- Task input -
+---+

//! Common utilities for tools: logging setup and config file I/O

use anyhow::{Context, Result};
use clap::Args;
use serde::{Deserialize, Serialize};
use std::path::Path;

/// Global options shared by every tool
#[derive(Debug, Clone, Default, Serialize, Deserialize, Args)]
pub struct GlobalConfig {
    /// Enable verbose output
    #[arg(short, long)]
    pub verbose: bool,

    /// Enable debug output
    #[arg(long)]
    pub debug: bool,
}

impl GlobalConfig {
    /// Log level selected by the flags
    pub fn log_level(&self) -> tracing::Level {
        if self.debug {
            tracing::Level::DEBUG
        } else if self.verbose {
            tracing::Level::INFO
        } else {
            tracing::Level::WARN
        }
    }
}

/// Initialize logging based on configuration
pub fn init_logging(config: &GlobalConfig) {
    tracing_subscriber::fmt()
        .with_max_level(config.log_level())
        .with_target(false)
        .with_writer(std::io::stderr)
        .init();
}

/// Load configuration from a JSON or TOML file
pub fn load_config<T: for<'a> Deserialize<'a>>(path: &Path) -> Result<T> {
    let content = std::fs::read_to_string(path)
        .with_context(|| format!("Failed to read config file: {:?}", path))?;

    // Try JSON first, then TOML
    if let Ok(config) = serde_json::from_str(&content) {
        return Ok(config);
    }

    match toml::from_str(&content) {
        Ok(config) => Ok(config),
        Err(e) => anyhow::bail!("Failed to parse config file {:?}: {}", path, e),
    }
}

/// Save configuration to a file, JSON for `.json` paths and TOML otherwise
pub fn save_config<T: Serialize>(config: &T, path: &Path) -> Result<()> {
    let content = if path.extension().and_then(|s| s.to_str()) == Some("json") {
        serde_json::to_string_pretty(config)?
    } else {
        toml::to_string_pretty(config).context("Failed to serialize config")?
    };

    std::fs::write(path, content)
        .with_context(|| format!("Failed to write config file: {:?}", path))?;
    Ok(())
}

+---+

- To do -
Set down the data once more, exactly as shown above.

- Task output -
//! Common utilities for tools: logging setup and config file I/O

use anyhow::{Context, Result};
use clap::Args;
use serde::{Deserialize, Serialize};
use std::path::Path;

/// Global options shared by every tool
#[derive(Debug, Clone, Default, Serialize, Deserialize, Args)]
pub struct GlobalConfig {
    /// Enable verbose output
    #[arg(short, long)]
    pub verbose: bool,

    /// Enable debug output
    #[arg(long)]
    pub debug: bool,
}

impl GlobalConfig {
    /// Log level selected by the flags
    pub fn log_level(&self) -> tracing::Level {
        if self.debug {
            tracing::Level::DEBUG
        } else if self.verbose {
            tracing::Level::INFO
        } else {
            tracing::Level::WARN
        }
    }
}

/// Initialize logging based on configuration
pub fn init_logging(config: &GlobalConfig) {
    tracing_subscriber::fmt()
        .with_max_level(config.log_level())
        .with_target(false)
        .with_writer(std::io::stderr)
        .init();
}

/// Load configuration from a JSON or TOML file
pub fn load_config<T: for<'a> Deserialize<'a>>(path: &Path) -> Result<T> {
    let content = std::fs::read_to_string(path)
        .with_context(|| format!("Failed to read config file: {:?}", path))?;

    // Try JSON first, then TOML
    if let Ok(config) = serde_json::from_str(&content) {
        return Ok(config);
    }

    match toml::from_str(&content) {
        Ok(config) => Ok(config),
        Err(e) => anyhow::bail!("Failed to parse config file {:?}: {}", path, e),
    }
}

/// Save configuration to a file, JSON for `.json` paths and TOML otherwise
pub fn save_config<T: Serialize>(config: &T, path: &Path) -> Result<()> {
    let content = if path.extension().and_then(|s| s.to_str()) == Some("json") {
        serde_json::to_string_pretty(config)?
    } else {
        toml::to_string_pretty(config).context("Failed to serialize config")?
    };

    std::fs::write(path, content)
        .with_context(|| format!("Failed to write config file: {:?}", path))?;
    Ok(())
}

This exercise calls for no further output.